Bagian 10

2K 341 23
                                    

"Hari ini cukup bersenang-senang, hatimu juga perlu istirahat, batinmu harus kamu tenangkan, dan pikiranmu harus kamu jernihkan."

- Muhammad Adam -

💚💚💚

Aku mendaratkan pinggulku di atas sofa sambil menghela napas panjang. Pagi ini, aku sudah bangun di jam tiga. Setelah salat tahajud, aku langsung bergegas menuju lemari besarku. Jujur saja, di dalam lemari ini delapan puluh persen gamis berwarna hitam, dan yang warna putih entah aku letakkan di mana. Aku juga lupa.

Karena mencari gamis putih, aku membongkar seluruh isi lemari dan membuatku lelah sampai sekarang. Astaghfirullah, kalau bukan karena untuk acara ini, aku pasti tidak akan serepot itu. Benar-benar menyebalkan.

"Ini gamis sekali pakai waktu itu, 'kan?" tanya Devina

Aku mengangguk. "Dari Kak Juni. Kemarin udah izin juga, terus kata Kak Juni gak papa. Nanti pakainya kalau lagi sama Kak Juni aja. Lagian ini juga udah Khair bawa salat."
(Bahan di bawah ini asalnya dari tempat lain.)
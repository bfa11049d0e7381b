//! # notehub-api
//!
//! HTTP API layer for NoteHub built on Axum.
//!
//! Provides the REST endpoints, middleware (CORS, compression, logging),
//! extractors, DTOs, and error mapping.

pub mod dto;
pub mod error;
pub mod extractors;
pub mod handlers;
pub mod middleware;
pub mod router;
pub mod state;

pub use error::ApiError;
pub use router::build_router;
pub use state::AppState;
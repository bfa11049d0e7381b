//! JWT token encoding, decoding, and claims management.

pub mod claims;
pub mod decoder;
pub mod encoder;

pub use claims::{Claims, TokenKind};
pub use decoder::{JwtDecoder, TokenError};
pub use encoder::{JwtEncoder, TokenPair};
//! Note entity model.

use chrono::{DateTime, Utc};
use serde::{Deserialize, Serialize};
use sqlx::FromRow;

use notehub_core::types::{NoteId, UserId};

/// A note owned by one user and optionally shared with collaborators.
#[derive(Debug, Clone, Serialize, Deserialize, FromRow)]
pub struct Note {
    /// Unique note identifier.
    pub id: NoteId,
    /// Note title.
    pub title: String,
    /// Note body text.
    pub body: String,
    /// Free-form tags.
    pub tags: Vec<String>,
    /// The owning user.
    pub owner: UserId,
    /// When the note was created.
    pub created_at: DateTime<Utc>,
    /// When the note was last updated.
    pub updated_at: DateTime<Utc>,
}

/// Data required to create a new note.
#[derive(Debug, Clone)]
pub struct CreateNote {
    /// Note title.
    pub title: String,
    /// Note body text.
    pub body: String,
    /// Free-form tags.
    pub tags: Vec<String>,
    /// The owning user.
    pub owner: UserId,
}

/// Data for updating an existing note's content.
#[derive(Debug, Clone)]
pub struct UpdateNote {
    /// New title.
    pub title: String,
    /// New body text.
    pub body: String,
    /// New tags.
    pub tags: Vec<String>,
}
//! Request/response logging middleware.

use axum::extract::Request;
use axum::middleware::Next;
use axum::response::Response;
use std::time::Instant;
use tracing::info;

/// Emits one log line per handled request with outcome and latency.
pub async fn request_logging(request: Request, next: Next) -> Response {
    let method = request.method().clone();
    let path = request.uri().path().to_owned();
    let started = Instant::now();

    let response = next.run(request).await;

    info!(
        %method,
        path = path.as_str(),
        status = response.status().as_u16(),
        elapsed_ms = started.elapsed().as_millis() as u64,
        "Handled request"
    );

    response
}
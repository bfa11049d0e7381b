//! User registration and profile lookup.

use std::sync::Arc;

use tracing::info;

use notehub_auth::password::{PasswordHasher, PasswordValidator};
use notehub_core::error::AppError;
use notehub_core::types::UserId;
use notehub_entity::user::{CreateUser, User};

use super::store::UserStore;

/// Handles user registration and profile reads.
#[derive(Clone)]
pub struct UserService {
    /// User persistence.
    users: Arc<dyn UserStore>,
    /// Password hasher.
    hasher: Arc<PasswordHasher>,
    /// Password strength validator.
    validator: Arc<PasswordValidator>,
}

impl std::fmt::Debug for UserService {
    fn fmt(&self, f: &mut std::fmt::Formatter<'_>) -> std::fmt::Result {
        f.debug_struct("UserService").finish()
    }
}

impl UserService {
    /// Creates a new user service.
    pub fn new(
        users: Arc<dyn UserStore>,
        hasher: Arc<PasswordHasher>,
        validator: Arc<PasswordValidator>,
    ) -> Self {
        Self {
            users,
            hasher,
            validator,
        }
    }

    /// Registers a new user.
    ///
    /// The username must be unused and the password must pass strength
    /// validation. The password is stored only as an Argon2id hash.
    pub async fn register(
        &self,
        username: &str,
        fullname: &str,
        password: &str,
    ) -> Result<User, AppError> {
        self.validator.validate(password, &[username])?;

        if self.users.find_by_username(username).await?.is_some() {
            return Err(AppError::conflict("Username is already taken"));
        }

        let password_hash = self.hasher.hash_password(password)?;

        let user = self
            .users
            .insert(&CreateUser {
                username: username.to_string(),
                fullname: fullname.to_string(),
                password_hash,
            })
            .await?;

        info!(user_id = %user.id, "User registered");

        Ok(user)
    }

    /// Gets a user's profile by id.
    pub async fn get_user(&self, user_id: UserId) -> Result<User, AppError> {
        self.users
            .find_by_id(user_id)
            .await?
            .ok_or_else(|| AppError::not_found("User not found"))
    }
}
"Memang kenapa kalau gak dipake salat?" tanya salah satu teman arisan Mama yang kebetulan berkunjung ke sini pagi tadi. Sekitar jam tujuh.
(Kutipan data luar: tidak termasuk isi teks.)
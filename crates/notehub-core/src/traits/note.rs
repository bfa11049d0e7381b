//! Note directory trait for ownership resolution.

use async_trait::async_trait;

use crate::result::AppResult;
use crate::types::{NoteId, UserId};

/// Trait for resolving note ownership.
///
/// This is the only view of the notes table the access-control core
/// needs. Defined here in `notehub-core` and implemented by the note
/// repository in `notehub-database`.
#[async_trait]
pub trait NoteDirectory: Send + Sync + 'static {
    /// Resolve the owner of a note.
    ///
    /// Returns `None` when the note does not exist, so callers can report
    /// a missing resource rather than a permission failure.
    async fn owner_of(&self, note_id: NoteId) -> AppResult<Option<UserId>>;
}
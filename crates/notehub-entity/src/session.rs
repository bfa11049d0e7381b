//! Session entity model.

use chrono::{DateTime, Utc};
use serde::{Deserialize, Serialize};
use sqlx::FromRow;

use notehub_core::types::UserId;

/// A refresh-token session row.
///
/// The raw refresh token value is the primary key. Sessions are created
/// on login and marked revoked on logout; revoked rows are retained for
/// audit until purged.
#[derive(Debug, Clone, Serialize, Deserialize, FromRow)]
pub struct Session {
    /// The raw refresh token value.
    #[serde(skip_serializing, default)]
    pub token: String,
    /// The user this session belongs to.
    pub user_id: UserId,
    /// When the refresh token was issued (login time).
    pub issued_at: DateTime<Utc>,
    /// When the session was revoked, if it has been.
    pub revoked_at: Option<DateTime<Utc>>,
}

impl Session {
    /// Check whether the session has been revoked.
    pub fn is_revoked(&self) -> bool {
        self.revoked_at.is_some()
    }

    /// Check whether the session is live (never revoked).
    pub fn is_live(&self) -> bool {
        self.revoked_at.is_none()
    }
}
//! Maps domain `AppError` to HTTP responses.

use axum::Json;
use axum::http::StatusCode;
use axum::response::{IntoResponse, Response};
use serde::{Deserialize, Serialize};

use notehub_core::error::{AppError, ErrorKind};

/// Standard API error response body.
#[derive(Debug, Clone, Serialize, Deserialize)]
pub struct ApiErrorResponse {
    /// Machine-readable error code.
    pub error: String,
    /// Human-readable message.
    pub message: String,
}

/// Response-layer wrapper around [`AppError`].
///
/// Handlers return `Result<_, ApiError>` so `?` converts domain errors
/// into HTTP responses at the boundary.
#[derive(Debug, Clone)]
pub struct ApiError(pub AppError);

impl From<AppError> for ApiError {
    fn from(error: AppError) -> Self {
        Self(error)
    }
}

impl From<validator::ValidationErrors> for ApiError {
    fn from(errors: validator::ValidationErrors) -> Self {
        Self(AppError::validation(errors.to_string()))
    }
}

impl IntoResponse for ApiError {
    fn into_response(self) -> Response {
        let error = self.0;

        let (status, error_code) = match error.kind {
            ErrorKind::Validation => (StatusCode::BAD_REQUEST, "VALIDATION_ERROR"),
            ErrorKind::Invariant => (StatusCode::BAD_REQUEST, "INVARIANT_ERROR"),
            ErrorKind::Authentication => (StatusCode::UNAUTHORIZED, "AUTHENTICATION_ERROR"),
            ErrorKind::Authorization => (StatusCode::FORBIDDEN, "AUTHORIZATION_ERROR"),
            ErrorKind::NotFound => (StatusCode::NOT_FOUND, "NOT_FOUND"),
            ErrorKind::Conflict => (StatusCode::CONFLICT, "CONFLICT"),
            ErrorKind::Database
            | ErrorKind::Configuration
            | ErrorKind::Serialization
            | ErrorKind::Internal => {
                tracing::error!(kind = %error.kind, error = %error.message, "Internal server error");
                (StatusCode::INTERNAL_SERVER_ERROR, "INTERNAL_ERROR")
            }
        };

        // Infrastructure failures are never surfaced verbatim.
        let message = if status == StatusCode::INTERNAL_SERVER_ERROR {
            "An internal error occurred".to_string()
        } else {
            error.message
        };

        let body = ApiErrorResponse {
            error: error_code.to_string(),
            message,
        };

        (status, Json(body)).into_response()
    }
}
"Semua barang yang kita beli dan kita dapatkan akan dihisab, Tan. Jadi, setidaknya baju ini akan bersaksi bahwa dia pernah Khair bawa salat. Pernah Khair gunakan untuk kebaikan, Tan."

Tante Adisti menganggukkan kepalanya tanda ia mengerti. "Baju di rumah Tante ada banyak, tapi gak sering Tante pakai untuk salat, berarti harus dipakai salat setidaknya sekali gitu, ya?"

Aku mengangguk cepat. "Iya, Tan."

Pandanganku kemudian beralih ke arah Mama yang sedang tersenyum manis. Semanis saat Mama menggodaku. Paham akan sesuatu, aku langsung menoleh ke belakang, karena Mama terus mengarahkan pandangannya ke belakangku.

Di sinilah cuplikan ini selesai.